But the complete development of the principle of the division of labour, it must be borne in mind, requires that the fullest and freest scope be allowed to competition, which is, in other words, the entire freedom of commercial intercourse. What the inhabitants of the different provinces of a great kingdom are to each other by the division of their employments, and the interchange of their commodities; so are the various people of the different countries of the globe. They are all bound together by the same great law, the use and benefit which they may derive from the exercise of each other's skill, and the produce of each other's labour; and this economy of nations would be as obvious as it is in the case of a single people, if bad politics, springing out of bad passions; if ambition and the love of conquest, and the glare of military glory, which compose for the most part the history of nations, had not blinded men to their true interests, and corrupted the common sense and virtue of mankind.

To recommend this unlimited freedom of commercial intercourse; to shew how the restrictions which have been put upon it have in all cases defeated the object in view, and must continue to do so from the nature of things; to shew that the ordinary impulses we obey in pursuance of our own selfish interest, and which might seem to have no other end, are made, by the wise order of the great Author of our being to point far higher, and to be conducive in their results to the good of the society, as much as to that of the individual, or even more so, (for the advantage we plan for ourselves often escapes us, when that to society remains;) to shew, in the intercourse of nations as of men, "that true self love and social are the same," and that mutual wants, by the all-wise economy of Providence, were made to minister to mutual happiness;-that the instinctive desire by which every man is actuated, of improving his own condition (laws and government having no other province than that of taking care that, in pursuit of this end, he trenches not on the right of his neighbour), is the simple but solid

basis on which has been reared and secured the everlasting progress of nations in every age:-Such were the enlightened doctrines which it was the purpose of Smith's work to enforce; and it is obvious that all legislation which proceeds upon an ignorance or contempt of these laws, is to the body politic, just what the prescriptions of a physician would be to the natural hody, who knew nothing of the animal economy, its functions, or its structure.

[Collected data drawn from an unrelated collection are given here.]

//! Integration/Operation Segregation Principle (IOSP) detection.
//!
//! A method should either integrate (only call other user-defined methods)
//! or operate (compute, call external APIs), never both. The pipeline per
//! method body is:
//!
//! 1. [`finder`] collects call nodes and outermost binary expressions.
//! 2. [`classifier`] resolves calls and sorts them into integrations and
//!    operations, skipping calls matched by the [`exclusions`] table.
//! 3. [`verdict`] decides whether the method mixes both roles and scores it.
//!
//! [`IospAnalyzer`] ties the steps together and emits
//! [`Diagnostic`](crate::diagnostics::Diagnostic)s.

pub mod analyzer;
pub mod classifier;
pub mod exclusions;
pub mod finder;
pub mod ordered;
pub mod verdict;

pub use analyzer::{AnalysisOutcome, IospAnalyzer, SkipReason};
pub use classifier::{
    classify_call, is_computed_expression, CallClass, ClassificationResult, Classifier,
    DiscardReason,
};
pub use exclusions::{ExclusionCategory, ExclusionRule, ExclusionTable};
pub use finder::{find_nodes, FindNodes, TraversalMode};
pub use ordered::OrderedSet;
pub use verdict::{is_violation, render_integrations, render_operations, severity_metric, Verdict};
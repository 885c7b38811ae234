use serde::{Serialize, Serializer};
use std::collections::HashSet;

/// Set of strings that remembers first-insertion order
#[derive(Debug, Clone, Default)]
pub struct OrderedSet {
    items: Vec<String>,
    seen: HashSet<String>,
}

impl OrderedSet {
    pub fn new() -> Self {
        Self::default()
    }

    /// Insert `value` unless present; returns whether it was added
    pub fn insert(&mut self, value: impl Into<String>) -> bool {
        let value = value.into();
        if self.seen.contains(&value) {
            return false;
        }
        self.seen.insert(value.clone());
        self.items.push(value);
        true
    }

    pub fn contains(&self, value: &str) -> bool {
        self.seen.contains(value)
    }

    pub fn len(&self) -> usize {
        self.items.len()
    }

    pub fn is_empty(&self) -> bool {
        self.items.is_empty()
    }

    pub fn iter(&self) -> std::slice::Iter<'_, String> {
        self.items.iter()
    }

    pub fn as_slice(&self) -> &[String] {
        &self.items
    }

    pub fn into_vec(self) -> Vec<String> {
        self.items
    }
}

impl PartialEq for OrderedSet {
    fn eq(&self, other: &Self) -> bool {
        self.items == other.items
    }
}

impl Eq for OrderedSet {}

impl<'a> IntoIterator for &'a OrderedSet {
    type Item = &'a String;
    type IntoIter = std::slice::Iter<'a, String>;

    fn into_iter(self) -> Self::IntoIter {
        self.iter()
    }
}

impl<S: Into<String>> FromIterator<S> for OrderedSet {
    fn from_iter<I: IntoIterator<Item = S>>(iter: I) -> Self {
        let mut set = Self::new();
        for value in iter {
            set.insert(value);
        }
        set
    }
}

impl Serialize for OrderedSet {
    fn serialize<S: Serializer>(&self, serializer: S) -> Result<S::Ok, S::Error> {
        self.items.serialize(serializer)
    }
}
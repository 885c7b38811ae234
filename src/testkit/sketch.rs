//! Owned syntax sketches that lower into the program model.
//!
//! A sketch is a small tree written in Rust that stands in for parsed
//! source. Calls carry the target a front end would have resolved, so one
//! sketch yields both the syntax tree and the resolver table.
//!
//! ```
//! use iosplint::testkit::sketch::*;
//!
//! // void Integration() { Operation(); var y = x == 42; }
//! let file = FileSketch::new("A.cs").method(method(
//!     "Integration",
//!     [call("Operation()").user(), local("var y = x == 42;", expr("x == 42"))],
//! ));
//! let unit = file.unit();
//! assert_eq!(unit.file.methods.len(), 1);
//! ```

use crate::core::{
    AnalysisUnit, MemberKind, MethodDeclaration, NodeId, NodeKind, SourceLocation,
    TableResolver, TargetDescriptor, TextSpan,
};
use crate::model::{FileModel, NodeModel, ResolvedCall};
use std::path::PathBuf;

#[derive(Debug, Clone, PartialEq, Eq)]
pub struct Sketch {
    kind: NodeKind,
    text: String,
    target: Option<TargetDescriptor>,
    children: Vec<Sketch>,
}

impl Sketch {
    pub fn new(kind: NodeKind, text: impl Into<String>) -> Self {
        Self {
            kind,
            text: text.into(),
            target: None,
            children: Vec::new(),
        }
    }

    pub fn kind(&self) -> NodeKind {
        self.kind
    }

    pub fn text(&self) -> &str {
        &self.text
    }

    pub fn with(mut self, child: Sketch) -> Self {
        self.children.push(child);
        self
    }

    /// Resolve this call to a method declared in the analyzed code
    pub fn user(self) -> Self {
        let name = callee_name(&self.text).to_string();
        self.resolves_to(TargetDescriptor::user(name))
    }

    /// Resolve this call to an external member
    pub fn external(self, namespace: &str, containing_type: &str) -> Self {
        let name = callee_name(&self.text).to_string();
        self.resolves_to(TargetDescriptor::external(namespace, containing_type, name))
    }

    /// Resolve this call to the `Invoke` of a delegate type such as `Func<int>`
    pub fn delegate(self, namespace: &str, delegate_type: &str) -> Self {
        self.resolves_to(
            TargetDescriptor::external(namespace, delegate_type, "Invoke").delegate_invoke(),
        )
    }

    /// Mark the resolved target as virtual
    pub fn virtual_member(mut self) -> Self {
        if let Some(target) = self.target.take() {
            self.target = Some(target.virtual_member());
        }
        self
    }

    pub fn resolves_to(mut self, target: TargetDescriptor) -> Self {
        self.target = Some(target);
        self
    }

    /// Append an argument to this call
    pub fn arg(mut self, argument: Sketch) -> Self {
        let position = self
            .children
            .iter()
            .position(|c| c.kind == NodeKind::ArgumentList);
        let wrapped = Sketch::new(NodeKind::Argument, argument.text.clone()).with(argument);
        match position {
            Some(index) => self.children[index].children.push(wrapped),
            None => self
                .children
                .push(Sketch::new(NodeKind::ArgumentList, "").with(wrapped)),
        }
        self
    }

    fn lower(
        &self,
        line: &mut usize,
        nodes: &mut Vec<NodeModel>,
        calls: &mut Vec<ResolvedCall>,
    ) -> NodeId {
        let id = NodeId(nodes.len() as u32);
        *line += 1;
        let start = *line;
        nodes.push(NodeModel {
            kind: self.kind,
            text: self.text.clone(),
            span: TextSpan::default(),
            children: Vec::new(),
        });
        if let Some(target) = &self.target {
            calls.push(ResolvedCall {
                node: id,
                target: target.clone(),
            });
        }

        let children: Vec<NodeId> = self
            .children
            .iter()
            .map(|child| child.lower(line, nodes, calls))
            .collect();

        let node = &mut nodes[id.index()];
        node.children = children;
        node.span = TextSpan::new(start, 1, *line, 1);
        id
    }
}

/// `Run()` -> `Run`, `this.x.Save(a)` -> `Save`, `Foo<int>()` -> `Foo`,
/// `Load(a).ConfigureAwait(false)` -> `ConfigureAwait`
fn callee_name(text: &str) -> &str {
    let head = argument_list_start(text).map_or(text, |start| &text[..start]);
    let head = head.split('<').next().unwrap_or(head);
    head.rsplit('.').next().unwrap_or(head).trim()
}

/// Byte offset of the `(` that opens the trailing argument list
fn argument_list_start(text: &str) -> Option<usize> {
    let text = text.trim_end();
    if !text.ends_with(')') {
        return None;
    }
    let mut depth = 0usize;
    for (index, ch) in text.char_indices().rev() {
        match ch {
            ')' => depth += 1,
            '(' => {
                depth = depth.saturating_sub(1);
                if depth == 0 {
                    return Some(index);
                }
            }
            _ => {}
        }
    }
    None
}

fn is_statement(kind: NodeKind) -> bool {
    use NodeKind::*;
    matches!(
        kind,
        Block
            | ExpressionStatement
            | LocalDeclaration
            | Return
            | Throw
            | If
            | For
            | ForEach
            | While
            | Do
            | Switch
            | Try
            | Using
            | LocalFunction
    )
}

fn as_statement(sketch: Sketch) -> Sketch {
    if is_statement(sketch.kind) {
        sketch
    } else {
        Sketch::new(NodeKind::ExpressionStatement, format!("{};", sketch.text)).with(sketch)
    }
}

/// Block of statements; bare expressions become expression statements
pub fn block(statements: impl IntoIterator<Item = Sketch>) -> Sketch {
    statements
        .into_iter()
        .fold(Sketch::new(NodeKind::Block, ""), |b, s| b.with(as_statement(s)))
}

pub fn call(text: &str) -> Sketch {
    Sketch::new(NodeKind::Invocation, text)
}

/// Binary expression given by its source text
pub fn expr(text: &str) -> Sketch {
    Sketch::new(NodeKind::BinaryExpression, text)
}

/// Binary expression built from operands, text is `lhs op rhs`
pub fn binary(lhs: Sketch, op: &str, rhs: Sketch) -> Sketch {
    let text = format!("{} {} {}", lhs.text, op, rhs.text);
    Sketch::new(NodeKind::BinaryExpression, text)
        .with(lhs)
        .with(rhs)
}

pub fn ident(name: &str) -> Sketch {
    Sketch::new(NodeKind::Identifier, name)
}

pub fn literal(value: &str) -> Sketch {
    Sketch::new(NodeKind::Literal, value)
}

pub fn local(text: &str, initializer: Sketch) -> Sketch {
    Sketch::new(NodeKind::LocalDeclaration, text).with(initializer)
}

pub fn ret(value: Sketch) -> Sketch {
    Sketch::new(NodeKind::Return, format!("return {};", value.text)).with(value)
}

pub fn throw(value: Sketch) -> Sketch {
    Sketch::new(NodeKind::Throw, format!("throw {};", value.text)).with(value)
}

pub fn if_(condition: Sketch, then: impl IntoIterator<Item = Sketch>) -> Sketch {
    Sketch::new(NodeKind::If, format!("if ({})", condition.text))
        .with(condition)
        .with(block(then))
}

/// `for (init; condition; step) { body }`; the parts are direct children
pub fn for_(
    init: Sketch,
    condition: Sketch,
    step: Sketch,
    body: impl IntoIterator<Item = Sketch>,
) -> Sketch {
    Sketch::new(NodeKind::For, format!("for (; {};)", condition.text))
        .with(init)
        .with(condition)
        .with(step)
        .with(block(body))
}

pub fn foreach(collection: Sketch, body: impl IntoIterator<Item = Sketch>) -> Sketch {
    Sketch::new(NodeKind::ForEach, format!("foreach (var item in {})", collection.text))
        .with(collection)
        .with(block(body))
}

pub fn try_catch(
    body: impl IntoIterator<Item = Sketch>,
    handler: impl IntoIterator<Item = Sketch>,
) -> Sketch {
    Sketch::new(NodeKind::Try, "try")
        .with(block(body))
        .with(Sketch::new(NodeKind::Catch, "catch").with(block(handler)))
}

/// Lambda with a block body
pub fn lambda(body: impl IntoIterator<Item = Sketch>) -> Sketch {
    Sketch::new(NodeKind::Lambda, "() => { ... }").with(block(body))
}

#[derive(Debug, Clone)]
pub struct MethodSketch {
    declaration: MethodDeclaration,
    body: Option<Sketch>,
    location: Option<TextSpan>,
}

pub fn method(name: &str, statements: impl IntoIterator<Item = Sketch>) -> MethodSketch {
    MethodSketch {
        declaration: MethodDeclaration::new(name),
        body: Some(block(statements)),
        location: None,
    }
}

/// Member without a block body (abstract or expression-bodied)
pub fn bodiless(name: &str) -> MethodSketch {
    MethodSketch {
        declaration: MethodDeclaration::new(name),
        body: None,
        location: None,
    }
}

impl MethodSketch {
    pub fn virtual_member(mut self) -> Self {
        self.declaration.is_virtual = true;
        self
    }

    pub fn member_kind(mut self, kind: MemberKind) -> Self {
        self.declaration.kind = kind;
        self
    }

    pub fn in_type(mut self, owning_type: &str) -> Self {
        self.declaration.owning_type = owning_type.to_string();
        self
    }

    /// Declaration site of the method name
    pub fn at(mut self, line: usize, column: usize) -> Self {
        let end = column + self.declaration.name.len();
        self.location = Some(TextSpan::new(line, column, line, end));
        self
    }
}

#[derive(Debug, Clone)]
pub struct FileSketch {
    path: PathBuf,
    generated: bool,
    methods: Vec<MethodSketch>,
}

impl FileSketch {
    pub fn new(path: impl Into<PathBuf>) -> Self {
        Self {
            path: path.into(),
            generated: false,
            methods: Vec::new(),
        }
    }

    pub fn method(mut self, method: MethodSketch) -> Self {
        self.methods.push(method);
        self
    }

    pub fn generated(mut self) -> Self {
        self.generated = true;
        self
    }

    /// Lower into the JSON program model, one tree for all methods
    pub fn to_model(&self) -> FileModel {
        let mut nodes = Vec::new();
        let mut calls = Vec::new();
        let mut line = 0;
        let mut methods = Vec::new();

        for sketch in &self.methods {
            let mut declaration = sketch.declaration.clone();
            declaration.body = sketch
                .body
                .as_ref()
                .map(|body| body.lower(&mut line, &mut nodes, &mut calls));
            if let Some(span) = sketch.location {
                declaration.locations = vec![SourceLocation::new(&self.path, span)];
            }
            methods.push(declaration);
        }

        FileModel {
            path: self.path.clone(),
            generated: self.generated,
            nodes,
            methods,
            calls,
        }
    }

    /// Analysis unit for the sketch.
    ///
    /// # Panics
    ///
    /// Sketches always lower to a valid model; a failure here is a bug in
    /// the lowering.
    pub fn unit(&self) -> AnalysisUnit<TableResolver> {
        match self.to_model().load() {
            Ok(unit) => unit,
            Err(e) => panic!("sketch lowered to an invalid model: {e}"),
        }
    }
}

#[cfg(test)]
mod tests {
    use super::*;
    use pretty_assertions::assert_eq;

    #[test]
    fn test_callee_name() {
        assert_eq!(callee_name("Run()"), "Run");
        assert_eq!(callee_name("this.logger.LogInformation(\"x\")"), "LogInformation");
        assert_eq!(callee_name("Create<int>()"), "Create");
        assert_eq!(callee_name("42.ToString()"), "ToString");
        assert_eq!(callee_name("Load(list).ConfigureAwait(false)"), "ConfigureAwait");
        assert_eq!(callee_name("Assert.That(sut.Add(1, 2), Is.EqualTo(3))"), "That");
    }

    #[test]
    fn test_binary_text_is_derived_from_operands() {
        let sum = binary(binary(ident("x"), "+", literal("1")), "==", literal("42"));
        assert_eq!(sum.text(), "x + 1 == 42");
    }

    #[test]
    fn test_lowering_is_pre_order_with_resolved_calls() {
        let file = FileSketch::new("A.cs").method(method(
            "M",
            [call("Run()").user(), call("x.ToString()").external("System", "Int32")],
        ));
        let model = file.to_model();

        let kinds: Vec<NodeKind> = model.nodes.iter().map(|n| n.kind).collect();
        assert_eq!(
            kinds,
            vec![
                NodeKind::Block,
                NodeKind::ExpressionStatement,
                NodeKind::Invocation,
                NodeKind::ExpressionStatement,
                NodeKind::Invocation,
            ]
        );
        assert_eq!(model.calls.len(), 2);
        assert_eq!(model.calls[0].node, NodeId(2));
        assert!(model.calls[0].target.has_user_declaration);
        assert_eq!(model.calls[1].target.name, "ToString");
        assert_eq!(model.methods[0].body, Some(NodeId(0)));
    }

    #[test]
    fn test_arguments_share_one_list() {
        let sketch = call("Log(a, b)").arg(ident("a")).arg(ident("b"));
        assert_eq!(sketch.children.len(), 1);
        assert_eq!(sketch.children[0].children.len(), 2);
    }

    #[test]
    fn test_unit_loads() {
        let unit = FileSketch::new("A.cs")
            .method(method("M", [call("Run()").user()]).at(3, 17))
            .method(bodiless("N"))
            .unit();
        assert_eq!(unit.file.methods.len(), 2);
        assert_eq!(unit.resolver.len(), 1);
        assert!(unit.file.methods[1].body.is_none());
    }
}
// Export modules for library usage
pub mod cli;
pub mod commands;
pub mod config;
pub mod core;
pub mod diagnostics;
pub mod io;
pub mod iosp;
pub mod model;
pub mod testkit;

// Re-export commonly used types
pub use crate::core::{
    AnalysisUnit, CancellationToken, MethodDeclaration, NodeId, NodeKind, SourceFile,
    SourceLocation, SymbolResolver, SyntaxTree, TableResolver, TargetDescriptor,
};

pub use crate::config::IospConfig;

pub use crate::diagnostics::{Diagnostic, DiagnosticSink, RuleDescriptor, IOSP_RULE};

pub use crate::io::output::{create_writer, OutputFormat, OutputWriter, Report};

pub use crate::iosp::{AnalysisOutcome, ExclusionRule, ExclusionTable, IospAnalyzer};

pub use crate::model::{ModelError, ProgramModel};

As in the "Theory of Moral Sentiments," in treating of the moral constitution of man, he had been careful to distinguish the efficient from the final cause of our passions; he carried the same enlightened philosophy into all his investigations of human affairs, and shewed, as he beautifully expresses it, "that what is taken for the wisdom of man, is in reality the wisdom of God." There are numerous passages in his writings in which he inculcates the same sentiment, and enlarges on the folly of those speculators, who, in disregard of that wisdom, are constantly aiming to modify, by positive institutions, the natural order of society according to some arbitrary standard, instead of allowing it to advance in that course which is sure to conduct it, in the end, to the highest state of advancement of which it is susceptible. "Man," says he, in one of his early unpublished manuscripts, "is generally considered by statesmen and projectors, as the materials of a sort of political mechanics. Projectors disturb nature in the course of her operations in human affairs, and it requires no more than to let her alone, and give her fair play in the pursuit of her ends, that she may establish her own designs." "Little else," he adds, in another passage of the same paper, "is requisite to carry a state to the highest degree of opulence from the lowest barbarism, but peace, easy taxes, and a tolerable administration of justice; all the rest being brought about by the natural course of things. All governments which thwart this natural course, which force things into another channel, or which endeavour to arrest the progress of society, at a particular point, are unnatural, and to support themselves are obliged to be oppressive and tyrannical."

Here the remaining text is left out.